Hidden Haven: Puerto Villarroel wants to become an eco-tourist haven, but must find a balance between selling out and preserving its jungle paradise

If you stay on the bus linking Cochabamba with Chapare´s most popular tourist destination, Villa Tunari, as far as Ivirgazama – then squeeze into a colectivo, you reach the end of the road, the banks of the river Ichilo, and Puerto Villarroel, a village of 200 people. Puerto has almost no tourist visitors even though its proximity to Villa Tunari makes an easy day trip – and it has none of the facilities Tunari has. But what it lacks in public toilets, hotels, restaurants and internet cafes, it makes up for in stunning tranquility and natural heritage, and it is this that makes it a more appealing place for those who seek an escape from civilisation.

Puerto fits the image one expects of the rainforest. Traditional estiló camba punctuate lush jungle vegetation on the road to the village, and the river. The five-hour bus ride from Cochabamba to Ivirgazama through the Cordillera Tunari, past pine forests and lakes, later ascending into steamy jungle vegetation cradled by clouds, is an incredible introduction to Chaparé; travelling through neighbouring villages gives you a good idea of how different life is there. These villages, like most in Chapare, are financed by the coca trade – but Puerto´s comité civico of five representatives including Jorge Yale, their president, has decided to find an alternative income with the creation of eco-tourism in their little corner of paradise.

Now, there are just two tourists in Puerto, 19 year old Sabrina and her boyfriend Michel from Switzerland, who are here working for free restoring the local Guardería. “I like it here because I all the people know each other, and the climate is beautiful,” Sabrina says. “For me the most important thing about Puerto is the chance that we have to meet local people. It is a special place, especially for Europeans because we do not have the rainforest.”

But for a tourist who has fallen in love with Puerto for these reasons, Jorge´s plan could be a tragedy. The unique selling point that Puerto Villarroel has is this tranquillity. To imagine Puerto full of video camera-carrying tourists is sad. Jorge is aware of this and is keen to avoid over selling.

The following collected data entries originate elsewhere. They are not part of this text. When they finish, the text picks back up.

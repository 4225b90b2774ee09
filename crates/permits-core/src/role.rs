//! Portal roles.
//!
//! Ordered by privilege for the human roles: `Citizen < Officer < Admin`.
//! `System` is the non-human actor behind collaborator-driven transitions
//! (payment confirmation) and sorts above every human role.

use serde::{Deserialize, Serialize};

#[derive(Debug, Clone, Copy, PartialEq, Eq, PartialOrd, Ord, Hash, Serialize, Deserialize)]
#[serde(rename_all = "SCREAMING_SNAKE_CASE")]
pub enum Role {
    Citizen,
    Officer,
    Admin,
    System,
}

impl Role {
    pub fn as_str(&self) -> &'static str {
        match self {
            Self::Citizen => "CITIZEN",
            Self::Officer => "OFFICER",
            Self::Admin => "ADMIN",
            Self::System => "SYSTEM",
        }
    }

    /// Case-insensitive lookup, accepting `citizen` as well as `CITIZEN`.
    pub fn from_name(name: &str) -> Option<Self> {
        match name.to_ascii_uppercase().as_str() {
            "CITIZEN" => Some(Self::Citizen),
            "OFFICER" => Some(Self::Officer),
            "ADMIN" => Some(Self::Admin),
            "SYSTEM" => Some(Self::System),
            _ => None,
        }
    }

    /// Officers and admins review applications.
    pub fn is_staff(&self) -> bool {
        matches!(self, Self::Officer | Self::Admin)
    }
}

impl std::fmt::Display for Role {
    fn fmt(&self, f: &mut std::fmt::Formatter<'_>) -> std::fmt::Result {
        f.write_str(self.as_str())
    }
}
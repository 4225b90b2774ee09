//! # API Route Modules
//!
//! - `permits`: the permit catalog.
//! - `users`: account registration and the caller's profile.
//! - `applications`: submission, drafts, officer status changes, documents
//!   and the status timeline.
//! - `officer`: the citizen dashboard, officer review queue and stats.
//! - `payments`: fee collection and the payment collaborator's callback.

pub mod applications;
pub mod officer;
pub mod payments;
pub mod permits;
pub mod users;
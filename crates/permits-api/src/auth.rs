//! # Authentication & Authorization Middleware
//!
//! Bearer token middleware resolving the caller's portal role and user.
//!
//! ## Token Format
//!
//! ```text
//! Bearer {role}:{user_id}:{secret}   role is citizen, officer or admin
//! Bearer {secret}                     legacy format, treated as admin
//! ```
//!
//! The secret is compared in constant time against `AUTH_TOKEN`. Session
//! issuance belongs to the authentication collaborator; this service only
//! trusts what the token asserts.
//!
//! ## CallerIdentity
//!
//! Every authenticated request gets a [`CallerIdentity`] injected into the
//! request extensions. Handlers extract it via the `FromRequestParts` impl.

use axum::extract::Request;
use axum::http::request::Parts;
use axum::http::{header, StatusCode};
use axum::middleware::Next;
use axum::response::{IntoResponse, Response};
use axum::Json;
use subtle::ConstantTimeEq;
use uuid::Uuid;

use permits_core::{Role, UserId};
use permits_state::Actor;

use crate::error::{AppError, ErrorBody, ErrorDetail};

// ── CallerIdentity ──────────────────────────────────────────────────────────

/// Identity of the authenticated caller.
#[derive(Debug, Clone, Copy, PartialEq, Eq)]
pub struct CallerIdentity {
    pub role: Role,
    /// `None` for legacy admin tokens and when auth is disabled.
    pub user_id: Option<UserId>,
}

impl CallerIdentity {
    pub fn is_staff(&self) -> bool {
        self.role.is_staff()
    }

    /// The caller's user id, required by operations that act on the
    /// caller's own records.
    pub fn require_user(&self) -> Result<UserId, AppError> {
        self.user_id
            .ok_or_else(|| AppError::Forbidden("this operation requires a user identity".into()))
    }

    /// The caller as a lifecycle actor.
    pub fn actor(&self) -> Result<Actor, AppError> {
        Ok(Actor::new(self.require_user()?, self.role))
    }
}

impl<S: Send + Sync> axum::extract::FromRequestParts<S> for CallerIdentity {
    type Rejection = AppError;

    async fn from_request_parts(parts: &mut Parts, _state: &S) -> Result<Self, Self::Rejection> {
        parts
            .extensions
            .get::<CallerIdentity>()
            .copied()
            .ok_or_else(|| AppError::Unauthorized("no caller identity in request context".into()))
    }
}

/// Officers and admins only.
pub fn require_staff(caller: &CallerIdentity) -> Result<(), AppError> {
    if caller.is_staff() {
        Ok(())
    } else {
        Err(AppError::Forbidden(format!(
            "officer role required, caller has '{}'",
            caller.role
        )))
    }
}

// ── Auth Configuration ──────────────────────────────────────────────────────

/// Auth configuration injected into request extensions.
#[derive(Clone)]
pub struct AuthConfig {
    pub token: Option<String>,
}

impl std::fmt::Debug for AuthConfig {
    fn fmt(&self, f: &mut std::fmt::Formatter<'_>) -> std::fmt::Result {
        f.debug_struct("AuthConfig")
            .field("token", &self.token.as_ref().map(|_| "[REDACTED]"))
            .finish()
    }
}

// ── Token Validation ────────────────────────────────────────────────────────

/// Constant-time comparison of shared secrets.
///
/// When lengths differ a dummy comparison still runs so the rejection
/// takes the same time.
pub(crate) fn constant_time_token_eq(provided: &str, expected: &str) -> bool {
    let provided = provided.as_bytes();
    let expected = expected.as_bytes();
    if provided.len() != expected.len() {
        let _ = expected.ct_eq(expected);
        return false;
    }
    provided.ct_eq(expected).into()
}

/// Parse a bearer token in the form `{role}:{user_id}:{secret}` or `{secret}`.
pub fn parse_bearer_token(provided: &str, expected_secret: &str) -> Result<CallerIdentity, String> {
    let parts: Vec<&str> = provided.splitn(3, ':').collect();

    match parts.as_slice() {
        [secret] => {
            if constant_time_token_eq(secret, expected_secret) {
                Ok(CallerIdentity {
                    role: Role::Admin,
                    user_id: None,
                })
            } else {
                Err("invalid bearer token".into())
            }
        }
        [role_str, user_str, secret] => {
            if !constant_time_token_eq(secret, expected_secret) {
                return Err("invalid bearer token".into());
            }

            let role = match Role::from_name(role_str) {
                Some(Role::System) | None => return Err(format!("unknown role: {role_str}")),
                Some(role) => role,
            };

            let user_id = if user_str.is_empty() {
                None
            } else {
                Some(UserId::from_uuid(
                    user_str
                        .parse::<Uuid>()
                        .map_err(|e| format!("invalid user_id: {e}"))?,
                ))
            };

            Ok(CallerIdentity { role, user_id })
        }
        _ => Err("invalid token format, expected {role}:{user_id}:{secret} or {secret}".into()),
    }
}

// ── Middleware ───────────────────────────────────────────────────────────────

/// Validate the bearer token and inject the caller's identity.
///
/// When `AuthConfig.token` is `None`, every request runs as an admin with
/// no user binding (development mode).
pub async fn auth_middleware(mut request: Request, next: Next) -> Response {
    let expected_token = request.extensions().get::<AuthConfig>().cloned();

    match expected_token {
        Some(AuthConfig {
            token: Some(ref expected),
        }) => {
            let auth_header = request
                .headers()
                .get(header::AUTHORIZATION)
                .and_then(|v| v.to_str().ok());

            match auth_header.map(|v| v.strip_prefix("Bearer ")) {
                Some(Some(provided)) => match parse_bearer_token(provided, expected) {
                    Ok(identity) => {
                        request.extensions_mut().insert(identity);
                        next.run(request).await
                    }
                    Err(msg) => {
                        tracing::warn!(reason = %msg, "authentication failed: invalid bearer token");
                        unauthorized_response(&msg)
                    }
                },
                Some(None) => {
                    tracing::warn!("authentication failed: non-Bearer authorization scheme");
                    unauthorized_response("authorization header must use Bearer scheme")
                }
                None => {
                    tracing::warn!("authentication failed: missing authorization header");
                    unauthorized_response("missing authorization header")
                }
            }
        }
        _ => {
            request.extensions_mut().insert(CallerIdentity {
                role: Role::Admin,
                user_id: None,
            });
            next.run(request).await
        }
    }
}

fn unauthorized_response(message: &str) -> Response {
    let body = ErrorBody {
        error: ErrorDetail {
            code: "UNAUTHORIZED".to_string(),
            message: message.to_string(),
            details: None,
        },
    };
    (StatusCode::UNAUTHORIZED, Json(body)).into_response()
}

Puerto could benefit from tourism but, aside from assistance from USAID, the town must do it alone. Abstaining from the coca trade has meant estrangement from other towns, while the alcaldia of Puerto works in Ivirgazama – a designated “red area” for the coca trade, though the number of shiny four-wheel drive cars with 2007 registration plates in Ivirgazama mark out real coca territory – so financial and moral support are not available. Half of the money earmarked for Puerto Villarroel is spent in Ivirgazama, Jorge says, and the other half is not enough to do much with. But Puerto is determined to bring the concept of sustainability, something new in Bolivia, to tourists in Chaparé.

This trade is counter to Puerto´s eco-tourism plan. Cocaleros cut down areas of rainforest to extend coca and marihuana plantations in what is supposedly protected land belonging to indigenous populations like the Yuqui, Yuracaré and Trinitario. “The government does not realize that we can make money without cutting down trees,” says Yale. “Eco-tourism is a good alternative because our main resources here are nature and cultural heritage.” He adds that there are a lot of chemical by-products from cocaine production dumped into the rivers damaging the local eco-system and killing fish stocks.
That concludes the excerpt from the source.